The federal government accounted for N50.196 trillion (N50, 196,102,866,842.30) of the total domestic debt stock during the reference period, while the 36 states of the federation and the FCT accounted for N5, 741 trillion (N5, 741, 042,103,518.56).

It said, “The total public debt as at September 30, 2023, was N87.91 trillion or $114.35 billion.

“The amount represents the Domestic and External Debts of the Federal Government of Nigeria, the 36 state governments, and the Federal Capital Territory.

“At N87.91 trillion, the total public debt stock represents a marginal increase of 0.61 per cent when compared to the June 30, 2023 figure of N87.38 trillion.

“This trend is explained by the decrease in external debt from USD43.16 Billion as at June 30, 2023, to $41.59 billion as at September 30, 2023, and a relatively moderate increase of N1.80 trillion in the domestic debt.”

The DMO explained that external debt decreased due to redemption of a $500 million Eurobond and payment of $413.859 million as first principal repayment of the $3.4 billion loan obtained from the International Monetary Fund (IMF) in 2020 during Covid-19.

“The servicing of these debts, in addition to other debts, are clear demonstrations of the FGN’s commitment to honouring its debt obligations,” it stated.

Further analysis of the debt figures provided by the DMO showed that FGN’s domestic debt service between July and September stood at N1.792 trillion.

A breakdown showed that the sum of N268, 107,579,898.49 was expended to service domestic debts in July, N696, 523,269,106.22 in August, and N827, 844,770,300.42 in September.
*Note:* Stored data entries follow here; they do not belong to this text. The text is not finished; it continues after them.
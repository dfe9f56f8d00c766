//! Test Helper Utilities
//!
//! Shared fixtures for cg-engine integration tests

#![allow(dead_code)]

use cg_common::config::TomlConfig;
use cg_common::{Event, Result, Sender, SynthesizedVerdict};
use cg_engine::adapters::{AdapterError, AdapterOpinion, ModuleAdapter, SessionContext};
use cg_engine::pipeline::Pipeline;
use cg_engine::store::{StoredVerdict, VerdictStore};
use chrono::{DateTime, Utc};
use std::sync::atomic::{AtomicUsize, Ordering};
use std::sync::Arc;
use std::time::Duration;
use tokio::time::Instant;

/// Scripted behaviour of a [`ScriptedAdapter`]
#[derive(Clone)]
pub enum Script {
    Opinion(AdapterOpinion),
    Error,
    Delay(Duration, AdapterOpinion),
}

/// Adapter with a fixed answer that counts its invocations
pub struct ScriptedAdapter {
    id: String,
    script: Script,
    calls: AtomicUsize,
}

impl ScriptedAdapter {
    pub fn new(id: &str, script: Script) -> Arc<Self> {
        Arc::new(Self {
            id: id.to_string(),
            script,
            calls: AtomicUsize::new(0),
        })
    }

    pub fn scoring(id: &str, score: f64) -> Arc<Self> {
        Self::new(id, Script::Opinion(opinion(score)))
    }

    pub fn calls(&self) -> usize {
        self.calls.load(Ordering::SeqCst)
    }
}

#[async_trait::async_trait]
impl ModuleAdapter for ScriptedAdapter {
    fn module_id(&self) -> &str {
        &self.id
    }

    async fn invoke(
        &self,
        _normalized_text: &str,
        _ctx: &SessionContext,
        _deadline: Instant,
    ) -> std::result::Result<AdapterOpinion, AdapterError> {
        self.calls.fetch_add(1, Ordering::SeqCst);
        match &self.script {
            Script::Opinion(opinion) => Ok(opinion.clone()),
            Script::Error => Err(AdapterError::Api("scripted failure".to_string())),
            Script::Delay(delay, opinion) => {
                tokio::time::sleep(*delay).await;
                Ok(opinion.clone())
            }
        }
    }
}

pub fn opinion(score: f64) -> AdapterOpinion {
    AdapterOpinion {
        score: Some(score),
        ..Default::default()
    }
}

/// Store whose every operation fails
pub struct FailingStore;

#[async_trait::async_trait]
impl VerdictStore for FailingStore {
    async fn save(&self, _event: &Event, _verdict: &SynthesizedVerdict) -> Result<()> {
        Err(cg_common::Error::Internal("disk on fire".to_string()))
    }

    async fn recent(&self, _session_id: &str, _limit: usize) -> Result<Vec<StoredVerdict>> {
        Err(cg_common::Error::Internal("disk on fire".to_string()))
    }

    async fn active_sessions(&self, _since: DateTime<Utc>) -> Result<Vec<String>> {
        Err(cg_common::Error::Internal("disk on fire".to_string()))
    }
}

pub fn event(session_id: &str, text: &str) -> Event {
    Event::new(session_id, Sender::User, text)
}

pub fn adapters(list: Vec<Arc<ScriptedAdapter>>) -> Vec<Arc<dyn ModuleAdapter>> {
    list.into_iter()
        .map(|a| a as Arc<dyn ModuleAdapter>)
        .collect()
}

/// Pipeline with default configuration and no persistence
pub fn pipeline(list: Vec<Arc<ScriptedAdapter>>) -> Arc<Pipeline> {
    Arc::new(Pipeline::from_config(&TomlConfig::default(), adapters(list), None))
}

pub fn pipeline_with(
    config: &TomlConfig,
    list: Vec<Arc<ScriptedAdapter>>,
    store: Option<Arc<dyn VerdictStore>>,
) -> Arc<Pipeline> {
    Arc::new(Pipeline::from_config(config, adapters(list), store))
}
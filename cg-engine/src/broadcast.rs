//! Broadcast hub
//!
//! Fans each published verdict out to every live subscriber through an
//! independent bounded queue per subscriber. A subscriber whose queue is
//! closed (transport gone) or full (not keeping up) is unregistered during
//! the publish that detects it; other subscribers are unaffected and
//! `publish` never blocks or fails.
//!
//! Publishes are serialized by the registry lock, so every subscriber sees
//! verdicts in publish order.

use cg_common::SynthesizedVerdict;
use std::collections::HashMap;
use std::sync::atomic::{AtomicU64, Ordering};
use std::sync::{Arc, Mutex, MutexGuard};
use tokio::sync::mpsc::{self, error::TrySendError};
use tokio_stream::wrappers::ReceiverStream;
use tracing::{debug, info};

/// Opaque subscriber handle
#[derive(Debug, Clone, Copy, PartialEq, Eq, Hash, PartialOrd, Ord)]
pub struct SubscriptionId(u64);

impl std::fmt::Display for SubscriptionId {
    fn fmt(&self, f: &mut std::fmt::Formatter<'_>) -> std::fmt::Result {
        write!(f, "sub-{}", self.0)
    }
}

type Subscribers = HashMap<SubscriptionId, mpsc::Sender<Arc<SynthesizedVerdict>>>;

struct HubInner {
    subscribers: Mutex<Subscribers>,
    next_id: AtomicU64,
    buffer: usize,
}

/// Live subscriber registry and fan-out
#[derive(Clone)]
pub struct BroadcastHub {
    inner: Arc<HubInner>,
}

impl BroadcastHub {
    /// Create a hub queueing at most `buffer` undelivered verdicts per subscriber
    pub fn new(buffer: usize) -> Self {
        info!("Broadcast hub initialized with per-subscriber buffer {}", buffer);
        Self {
            inner: Arc::new(HubInner {
                subscribers: Mutex::new(HashMap::new()),
                next_id: AtomicU64::new(1),
                buffer: buffer.max(1),
            }),
        }
    }

    // Registry entries stay consistent even if a holder panicked
    fn registry(&self) -> MutexGuard<'_, Subscribers> {
        self.inner
            .subscribers
            .lock()
            .unwrap_or_else(|poisoned| poisoned.into_inner())
    }

    pub fn subscribe(&self) -> Subscription {
        let id = SubscriptionId(self.inner.next_id.fetch_add(1, Ordering::Relaxed));
        let (tx, rx) = mpsc::channel(self.inner.buffer);
        let count = {
            let mut registry = self.registry();
            registry.insert(id, tx);
            registry.len()
        };
        debug!(subscription = %id, subscribers = count, "Subscriber registered");
        Subscription { id, rx }
    }

    /// Returns false if the subscriber was already gone
    pub fn unsubscribe(&self, id: SubscriptionId) -> bool {
        let removed = self.registry().remove(&id).is_some();
        if removed {
            debug!(subscription = %id, "Subscriber unregistered");
        }
        removed
    }

    /// Deliver to every live subscriber; returns how many accepted the verdict
    pub fn publish(&self, verdict: SynthesizedVerdict) -> usize {
        let verdict = Arc::new(verdict);
        let mut registry = self.registry();
        let mut delivered = 0;
        let mut dead = Vec::new();

        for (id, tx) in registry.iter() {
            match tx.try_send(Arc::clone(&verdict)) {
                Ok(()) => delivered += 1,
                Err(TrySendError::Closed(_)) => {
                    debug!(subscription = %id, "Subscriber disconnected, removing");
                    dead.push(*id);
                }
                Err(TrySendError::Full(_)) => {
                    info!(subscription = %id, "Subscriber not keeping up, removing");
                    dead.push(*id);
                }
            }
        }
        for id in dead {
            registry.remove(&id);
        }

        debug!(
            session_id = %verdict.session_id,
            delivered,
            "Verdict published"
        );
        delivered
    }

    pub fn subscriber_count(&self) -> usize {
        self.registry().len()
    }
}

/// Ordered stream of verdicts for one subscriber
///
/// Dropping it disconnects the subscriber; the hub notices on the next
/// publish.
pub struct Subscription {
    id: SubscriptionId,
    rx: mpsc::Receiver<Arc<SynthesizedVerdict>>,
}

impl Subscription {
    pub fn id(&self) -> SubscriptionId {
        self.id
    }

    /// Next verdict; `None` once the hub has dropped this subscriber
    pub async fn recv(&mut self) -> Option<Arc<SynthesizedVerdict>> {
        self.rx.recv().await
    }

    /// Already-queued verdict without waiting
    pub fn try_recv(&mut self) -> Option<Arc<SynthesizedVerdict>> {
        self.rx.try_recv().ok()
    }

    pub fn into_stream(self) -> ReceiverStream<Arc<SynthesizedVerdict>> {
        ReceiverStream::new(self.rx)
    }
}
//! Session query endpoints

use axum::{
    extract::{Path, State},
    routing::get,
    Json, Router,
};
use cg_common::{SessionHistory, SusceptibilityReport};

use crate::AppState;

/// GET /sessions/:id/history
///
/// Retained history, oldest first. Unknown or expired sessions return an
/// empty history rather than 404, matching what a new event would see.
pub async fn session_history(
    State(state): State<AppState>,
    Path(session_id): Path<String>,
) -> Json<SessionHistory> {
    Json(state.pipeline.tracker().history(&session_id))
}

/// GET /sessions/:id/susceptibility
pub async fn session_susceptibility(
    State(state): State<AppState>,
    Path(session_id): Path<String>,
) -> Json<SusceptibilityReport> {
    Json(state.pipeline.tracker().susceptibility(&session_id))
}

pub fn session_routes() -> Router<AppState> {
    Router::new()
        .route("/sessions/:id/history", get(session_history))
        .route("/sessions/:id/susceptibility", get(session_susceptibility))
}
//! External analysis service adapter
//!
//! POSTs the normalized text plus a little session context to a configured
//! endpoint and expects an [`AdapterOpinion`] JSON body back:
//!
//! ```json
//! { "score": 0.72, "flags": ["grooming"], "confidence": 0.9,
//!   "recommended_action": "alert", "evidence": [{"key": "model", "value": "v3"}] }
//! ```
//!
//! The request timeout is the time remaining before the shared deadline, so
//! a slow service fails fast instead of holding sockets past the event.

use super::{AdapterError, AdapterOpinion, ModuleAdapter, SessionContext};
use cg_common::config::HttpAdapterConfig;
use cg_common::Sender;
use reqwest::Client;
use serde::Serialize;
use tokio::time::Instant;
use tracing::debug;

/// Request body sent to the analysis service
#[derive(Debug, Serialize)]
struct AnalysisRequest<'a> {
    text: &'a str,
    session_id: &'a str,
    sender: Sender,
    prior_events: usize,
}

/// Analysis service client
pub struct HttpAnalysisAdapter {
    id: String,
    endpoint: String,
    api_key: Option<String>,
    http_client: Client,
}

impl HttpAnalysisAdapter {
    pub fn from_config(config: &HttpAdapterConfig) -> Result<Self, AdapterError> {
        let http_client = Client::builder()
            .build()
            .map_err(|e| AdapterError::Internal(format!("Failed to create HTTP client: {}", e)))?;

        Ok(Self {
            id: config.id.clone(),
            endpoint: config.endpoint.clone(),
            api_key: config.api_key.clone(),
            http_client,
        })
    }
}

#[async_trait::async_trait]
impl ModuleAdapter for HttpAnalysisAdapter {
    fn module_id(&self) -> &str {
        &self.id
    }

    async fn invoke(
        &self,
        normalized_text: &str,
        ctx: &SessionContext,
        deadline: Instant,
    ) -> Result<AdapterOpinion, AdapterError> {
        let remaining = deadline.saturating_duration_since(Instant::now());
        if remaining.is_zero() {
            return Err(AdapterError::DeadlineExceeded);
        }

        let body = AnalysisRequest {
            text: normalized_text,
            session_id: &ctx.session_id,
            sender: ctx.sender,
            prior_events: ctx.prior_events,
        };

        let mut request = self
            .http_client
            .post(&self.endpoint)
            .timeout(remaining)
            .json(&body);
        if let Some(key) = &self.api_key {
            request = request.bearer_auth(key);
        }

        let response = request
            .send()
            .await
            .map_err(|e| AdapterError::Network(format!("Request to {} failed: {}", self.endpoint, e)))?;

        let status = response.status();
        if !status.is_success() {
            let text = response.text().await.unwrap_or_default();
            return Err(AdapterError::Api(format!("HTTP {}: {}", status, text)));
        }

        let opinion: AdapterOpinion = response
            .json()
            .await
            .map_err(|e| AdapterError::Parse(format!("Invalid analysis response: {}", e)))?;

        debug!(
            module_id = %self.id,
            session_id = %ctx.session_id,
            score = ?opinion.score,
            "Analysis service responded"
        );

        Ok(opinion)
    }
}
Debt instruments accounting for the federal government’s total domestic debt stock of N50, 196,102,866,842.30 included FGN Bonds, N43,177,327,421,592.00; Nigerian Treasury Bills, N4,722,716,799,000.00; Nigerian Treasury Bonds, N25,988,000,000.00; FGN Savings Bond, N33,924,610,000.00; FGN Sukuk, N742,557,000,000.00; Green Bond, N15,000,000,000.00; and Promissory Notes, N1,478,589,036,250.26.

Analysis of Nigeria’s external debt service payments showed that commercial loans (Eurobonds) accounted for 68.48 per cent of the external debt service cost for the period between July and September, totalling $1.39 trillion ($1,390,715,426.98). This was followed by multilateral debt service of 21.20 per cent; bilateral loans, 10.20 per cent; and Promissory Notes, 0.11 per cent.

Nigeria’s external debt stock of $41,594.52 billion was made up of multilateral debt, $20,588 billion, or 49.5 per cent of the foreign stock.

Nigeria owes IMF $2.824 billion and the World Bank Group $14,093.93 billion. This comprises the International Bank for Reconstruction and Development (IBRD), $488.19 million, and the International Development Association (IDA), $14,093.93 billion.

Among others, it also owes other multilateral development institutions, like the African Development Bank (AfDB), $1,643.96 billion.

China (Exim Bank of China) is Nigeria’s biggest bilateral creditor, with a debt obligation of $4,810 billion of the total bilateral debt of $5.587 billion.

Commercial loans (Eurobonds) outstanding debt stands at $15,118.35 billion, while syndicated loan obligations are $300 million.